BEGIN Records provided

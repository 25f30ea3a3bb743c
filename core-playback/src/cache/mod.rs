//! # Resource Cache Module
//!
//! Keeps a small set of pre-fetched, ready-to-play resources so a track swap
//! can skip the network round trip.
//!
//! ## Overview
//!
//! - `preload` fetches predicted tracks in the background, best-effort
//! - `lookup` / `claim_ready` hand a ready resource to the engine, which then
//!   owns it exclusively
//! - eviction is least-recently-used and never touches in-flight pre-fetches
//! - evicted handles are released explicitly
//!
//! ## Architecture
//!
//! ```text
//! ┌──────────────────────────┐   predict_around()   ┌────────────────────┐
//! │ PlaybackEngine           ├─────────────────────>│ prediction         │
//! │  - claim_ready() on swap │                      └────────────────────┘
//! │  - spawn(preload(..))    │
//! └────────┬─────────────────┘
//!          │
//!          v
//! ┌──────────────────────────┐      create()        ┌────────────────────┐
//! │ ResourceCache            ├─────────────────────>│ ResourceFactory    │
//! │  LruCache<TrackId, Entry>│                      └────────────────────┘
//! └──────────────────────────┘
//! ```
//!
//! ## Usage
//!
//! ```rust,ignore
//! use core_playback::cache::{CacheConfig, ResourceCache};
//! use core_playback::traits::BaseUrlResolver;
//!
//! let cache = ResourceCache::new(
//!     CacheConfig::new().with_max_size(8),
//!     factory,
//!     Arc::new(BaseUrlResolver::new("https://cdn.example.com")),
//! );
//! cache.preload(upcoming).await;
//! if let Some(resource) = cache.claim_ready(track_id) {
//!     // resource is now owned by the caller
//! }
//! ```

pub mod config;
pub mod manager;
pub mod stats;

pub use config::{CacheConfig, EVICTION_HEADROOM};
pub use manager::{CacheEntry, CacheStatus, ResourceCache};
pub use stats::CacheStats;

END Records provided

Work instruction
When you copy the data, keep every line word for word.

Finished task
repository 25f30ea3a3bb743c
filename core-playback/src/cache/mod.rs
//! # Resource Cache Module
//!
//! Keeps a small set of pre-fetched, ready-to-play resources so a track swap
//! can skip the network round trip.
//!
//! ## Overview
//!
//! - `preload` fetches predicted tracks in the background, best-effort
//! - `lookup` / `claim_ready` hand a ready resource to the engine, which then
//!   owns it exclusively
//! - eviction is least-recently-used and never touches in-flight pre-fetches
//! - evicted handles are released explicitly
//!
//! ## Architecture
//!
//! ```text
//! ┌──────────────────────────┐   predict_around()   ┌────────────────────┐
//! │ PlaybackEngine           ├─────────────────────>│ prediction         │
//! │  - claim_ready() on swap │                      └────────────────────┘
//! │  - spawn(preload(..))    │
//! └────────┬─────────────────┘
//!          │
//!          v
//! ┌──────────────────────────┐      create()        ┌────────────────────┐
//! │ ResourceCache            ├─────────────────────>│ ResourceFactory    │
//! │  LruCache<TrackId, Entry>│                      └────────────────────┘
//! └──────────────────────────┘
//! ```
//!
//! ## Usage
//!
//! ```rust,ignore
//! use core_playback::cache::{CacheConfig, ResourceCache};
//! use core_playback::traits::BaseUrlResolver;
//!
//! let cache = ResourceCache::new(
//!     CacheConfig::new().with_max_size(8),
//!     factory,
//!     Arc::new(BaseUrlResolver::new("https://cdn.example.com")),
//! );
//! cache.preload(upcoming).await;
//! if let Some(resource) = cache.claim_ready(track_id) {
//!     // resource is now owned by the caller
//! }
//! ```

pub mod config;
pub mod manager;
pub mod stats;

pub use config::{CacheConfig, EVICTION_HEADROOM};
pub use manager::{CacheEntry, CacheStatus, ResourceCache};
pub use stats::CacheStats;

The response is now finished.